Chirale Metaoberflächen verschlüsseln Geheimbotschaften
Unter Ausnutzung des Unterschieds zwischen einer Form und ihrem Spiegelbild haben EPFL-Forschende eine optische Metaoberfläche entwickelt, die Licht kontrolliert und sich für sichere Verschlüsselung, Sensorik und Datenverarbeitung einsetzen lässt.
Forschende des Labors für bionanophotonische Systeme der EPFL haben in Zusammenarbeit mit Wissenschaftlern aus Australien optische Metaoberflächen, geschaffen: 2D-Gitter, die aus winzigen Elementen bestehen und deren chirale Eigenschaften sich leicht einstellen lassen. Indem sie die Ausrichtung der Meta-Atome innerhalb eines Gitters variieren, können die Wissenschaftler die Wechselwirkung der resultierenden Metasurface mit polarisiertem Licht steuern.

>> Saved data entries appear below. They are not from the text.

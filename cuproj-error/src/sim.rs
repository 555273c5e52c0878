//! In-process stand-in for the CUDA runtime.
//!
//! Models the last-error slot so error paths can be exercised on machines
//! without a GPU. Errors are never sticky: `get_last_error` always clears.

use std::borrow::Cow;
use std::mem;
use std::sync::atomic::{AtomicUsize, Ordering};
use std::sync::{Mutex, MutexGuard, PoisonError};

use crate::runtime::{CudaRuntime, CudaStream};
use crate::status::CudaStatus;

#[derive(Debug)]
pub struct SimulatedRuntime {
    pending: Mutex<CudaStatus>,
    syncs: AtomicUsize,
}

impl SimulatedRuntime {
    pub fn new() -> Self {
        Self {
            pending: Mutex::new(CudaStatus::SUCCESS),
            syncs: AtomicUsize::new(0),
        }
    }

    /// Simulate a runtime call that returns `status`.
    ///
    /// Like the real runtime, a failing call also records its status in the
    /// last-error slot.
    pub fn call(&self, status: CudaStatus) -> CudaStatus {
        if !status.is_success() {
            self.set_pending(status);
        }
        status
    }

    /// Simulate a failure from earlier asynchronous work (a kernel launch or
    /// async copy) that has not been observed yet.
    pub fn set_pending(&self, status: CudaStatus) {
        *self.slot() = status;
    }

    /// Number of `stream_synchronize` calls so far.
    pub fn sync_count(&self) -> usize {
        self.syncs.load(Ordering::Relaxed)
    }

    fn slot(&self) -> MutexGuard<'_, CudaStatus> {
        self.pending.lock().unwrap_or_else(PoisonError::into_inner)
    }
}

impl Default for SimulatedRuntime {
    fn default() -> Self {
        Self::new()
    }
}

impl CudaRuntime for SimulatedRuntime {
    fn get_last_error(&self) -> CudaStatus {
        mem::replace(&mut *self.slot(), CudaStatus::SUCCESS)
    }

    fn peek_at_last_error(&self) -> CudaStatus {
        *self.slot()
    }

    fn error_name(&self, status: CudaStatus) -> Cow<'static, str> {
        Cow::Borrowed(status.known_name())
    }

    fn error_string(&self, status: CudaStatus) -> Cow<'static, str> {
        Cow::Borrowed(status.known_description())
    }

    fn stream_synchronize(&self, _stream: CudaStream) -> CudaStatus {
        self.syncs.fetch_add(1, Ordering::Relaxed);
        // Pending asynchronous failures surface at the synchronization point.
        *self.slot()
    }
}

#[cfg(test)]
mod tests {
    use super::*;

    #[test]
    fn test_starts_clean() {
        let rt = SimulatedRuntime::new();
        assert_eq!(rt.peek_at_last_error(), CudaStatus::SUCCESS);
        assert_eq!(rt.sync_count(), 0);
    }

    #[test]
    fn test_failed_call_sets_slot() {
        let rt = SimulatedRuntime::new();
        assert_eq!(rt.call(CudaStatus::INVALID_VALUE), CudaStatus::INVALID_VALUE);
        assert_eq!(rt.peek_at_last_error(), CudaStatus::INVALID_VALUE);
    }

    #[test]
    fn test_successful_call_keeps_slot() {
        let rt = SimulatedRuntime::new();
        rt.set_pending(CudaStatus::LAUNCH_FAILURE);
        rt.call(CudaStatus::SUCCESS);
        assert_eq!(rt.peek_at_last_error(), CudaStatus::LAUNCH_FAILURE);
    }

    #[test]
    fn test_get_clears_peek_does_not() {
        let rt = SimulatedRuntime::new();
        rt.set_pending(CudaStatus::ILLEGAL_ADDRESS);
        assert_eq!(rt.peek_at_last_error(), CudaStatus::ILLEGAL_ADDRESS);
        assert_eq!(rt.peek_at_last_error(), CudaStatus::ILLEGAL_ADDRESS);
        assert_eq!(rt.get_last_error(), CudaStatus::ILLEGAL_ADDRESS);
        assert_eq!(rt.get_last_error(), CudaStatus::SUCCESS);
    }

    #[test]
    fn test_synchronize_reports_pending() {
        let rt = SimulatedRuntime::new();
        assert!(rt.stream_synchronize(CudaStream::DEFAULT).is_success());
        rt.set_pending(CudaStatus::ASSERT);
        assert_eq!(rt.stream_synchronize(CudaStream::DEFAULT), CudaStatus::ASSERT);
        assert_eq!(rt.sync_count(), 2);
    }

    #[test]
    fn test_names_come_from_status_table() {
        let rt = SimulatedRuntime::new();
        assert_eq!(rt.error_name(CudaStatus::MEMORY_ALLOCATION), "cudaErrorMemoryAllocation");
        assert_eq!(rt.error_string(CudaStatus::MEMORY_ALLOCATION), "out of memory");
    }
}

Chiralität spielt eine grundlegende Rolle in der Biologie, Chemie und Materialwissenschaft. Die meisten DNA-Moleküle und Zucker sind rechtshändig, während die meisten Aminosäuren linkshändig sind. Die Umkehrung der Händigkeit eines Moleküls kann einen Nährstoff unbrauchbar oder ein Medikament inaktiv und sogar schädlich machen. Auch Licht kann links- oder rechtshändig sein. Ist ein Lichtstrahl zirkular polarisiert, propagiert sein elektrisches Feld entweder in einer links- oder rechtshändigen Spirale. Da chirale Strukturen mit diesen beiden Arten von verdrehten Lichtstrahlen unterschiedlich interagieren, lässt sich die Händigkeit einer Probe herausfinden indem sie mit zirkular polarisiertem Licht bestrahlt und verglichen wird, wie viel von jeder Verdrehung absorbiert, reflektiert oder verzögert wird. Dieser Effekt ist jedoch extrem schwach, was die präzise Kontrolle der Chiralität zu einer entscheidenden, aber schwierigen Aufgabe macht.
„Unser ‚chirales Design-Toolkit‘ ist elegant einfach und dennoch leistungsfähiger als frühere Ansätze, die versuchten, Licht durch sehr komplexe Meta-Atom-Geometrien zu steuern. Stattdessen nutzen wir das Zusammenspiel zwischen der Form des Metaatoms und der Symmetrie des Metasurface-Gitters“, erklärt Hatice Altug, Leiterin des Bionanophotonics Lab.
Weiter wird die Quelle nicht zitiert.